Enough blabber, there'll be enough of that in the pages you are about to read. What I wanted to do is give a word of advice: The following is an almost literal transcription of the 101 pages of scribbled text I managed to write down during my vacation, only the syntax has been cleaned up a little and a few sections moved around. Inevitably, this scribbling was done at times when I, for one reason or another, had nothing better to do, the unfortunate end result of this tending to be that most interesting happenings are just briefly glossed over or ignored entirely and the bulk of the diary is just me bitching about something, or more often about nothing at all.
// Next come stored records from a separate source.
impl AuthorizationRequestBuilder {
    /// Sets the client secret.
    pub fn client_secret(mut self, secret: impl Into<String>) -> Self {
        self.client_secret = Some(secret.into());
        self
    }

    /// Overrides the `response_type`.
    pub fn response_type(mut self, response_type: impl Into<String>) -> Self {
        self.response_type = response_type.into();
        self
    }

    /// Adds scopes.  Repeated scopes are dropped, keeping first occurrence
    /// order.
    pub fn scopes<I, S>(mut self, scopes: I) -> Self
    where
        I: IntoIterator<Item = S>,
        S: Into<String>,
    {
        for scope in scopes {
            let scope = scope.into();
            if !scope.is_empty() && !self.scopes.contains(&scope) {
                self.scopes.push(scope);
            }
        }
        self
    }

    /// Uses a caller-supplied `state` instead of a random one.
    pub fn state(mut self, state: impl Into<String>) -> Self {
        self.state = Some(state.into());
        self
    }

    /// Uses a caller-supplied nonce.
    pub fn nonce(mut self, nonce: impl Into<String>) -> Self {
        self.nonce = NonceSetting::Fixed(nonce.into());
        self
    }

    /// Sends no nonce, even for OpenID Connect requests.
    pub fn without_nonce(mut self) -> Self {
        self.nonce = NonceSetting::Disabled;
        self
    }

    /// Uses a caller-supplied PKCE verifier.  It is validated by
    /// [`Self::build`].
    pub fn code_verifier(mut self, verifier: impl Into<String>) -> Self {
        self.pkce = PkceSetting::Verifier(verifier.into());
        self
    }

    /// Disables PKCE.
    pub fn without_pkce(mut self) -> Self {
        self.pkce = PkceSetting::Disabled;
        self
    }

    /// Adds an extra query parameter.
    pub fn additional_parameter(mut self, key: impl Into<String>, value: impl Into<String>) -> Self {
        self.additional_parameters.insert(key.into(), value.into());
        self
    }

    /// Validates and builds the request.
    ///
    /// # Errors
    ///
    /// Returns [`OAuthError::Configuration`] when a supplied verifier is
    /// invalid, the supplied `state` is empty, or an additional parameter
    /// uses a name the request writes itself.
    pub fn build(self) -> Result<AuthorizationRequest> {
        check_reserved(&self.additional_parameters)?;
        check_endpoint_query(
            self.configuration.authorization_endpoint(),
            &self.additional_parameters,
        )?;

        let state = match self.state {
            Some(state) if state.is_empty() => {
                return Err(OAuthError::Configuration("state must not be empty".to_string()))
            }
            Some(state) => state,
            None => codec::random_url_safe_string(),
        };

        let pkce = match self.pkce {
            PkceSetting::Generate => Some(PkceChallenge::generate()),
            PkceSetting::Verifier(verifier) => Some(PkceChallenge::from_verifier(&verifier)?),
            PkceSetting::Disabled => None,
        };

        let is_openid = self.scopes.iter().any(|s| s == SCOPE_OPENID);
        let nonce = match self.nonce {
            NonceSetting::Automatic if is_openid => Some(codec::random_url_safe_string()),
            NonceSetting::Automatic | NonceSetting::Disabled => None,
            NonceSetting::Fixed(nonce) => Some(nonce),
        };

        tracing::debug!(
            client_id = %self.client_id,
            scopes = ?self.scopes,
            pkce = pkce.is_some(),
            "built authorization request"
        );

        Ok(AuthorizationRequest {
            configuration: self.configuration,
            client_id: self.client_id,
            client_secret: self.client_secret,
            response_type: self.response_type,
            redirect_uri: self.redirect_uri,
            scopes: self.scopes,
            state,
            nonce,
            pkce,
            additional_parameters: self.additional_parameters,
        })
    }
}

fn check_reserved(parameters: &BTreeMap<String, String>) -> Result<()> {
    match parameters
        .keys()
        .find(|key| RESERVED_PARAMETERS.contains(&key.as_str()))
    {
        Some(key) => Err(OAuthError::Configuration(format!(
            "additional parameter '{key}' collides with a request parameter"
        ))),
        None => Ok(()),
    }
}

/// Rejects an endpoint whose own query already carries a parameter the
/// request would write.
fn check_endpoint_query(endpoint: &Url, parameters: &BTreeMap<String, String>) -> Result<()> {
    match endpoint.query_pairs().find(|(key, _)| {
        RESERVED_PARAMETERS.contains(&key.as_ref()) || parameters.contains_key(key.as_ref())
    }) {
        Some((key, _)) => Err(OAuthError::Configuration(format!(
            "authorization endpoint query already sets '{key}'"
        ))),
        None => Ok(()),
    }
}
Why read this then? Because any guidebook can tell you all you want to know and more about the 16th-century mosaics on the inner dome of the chapel of St. Herbert's cathedral, but they won't tell you about the endless little surprising details of travel - the ship's band intoning "Shoop shoop shoop" with a Swedish accent, the exploding can of yogurt, the army artillery range around a youth hostel, the Italian Communist Party's Festival of Liberation from the Resistance to Progress, the WWF promoter/referee couple you'll share a couchette cabin with, the farmer in a battered Renault who'll give you a lift in Slovenia, the punk-listening Japanese exchange student, the testosterone-overdosed Australian surfer dude - that I ran into on my voyage, just to mention a few off the top of my head. And in the end, it's not the buildings and statues that you remember, it's the atmosphere that matters. And the atmosphere is generated by all the millions of little details just like these, most forgotten as soon as they happened.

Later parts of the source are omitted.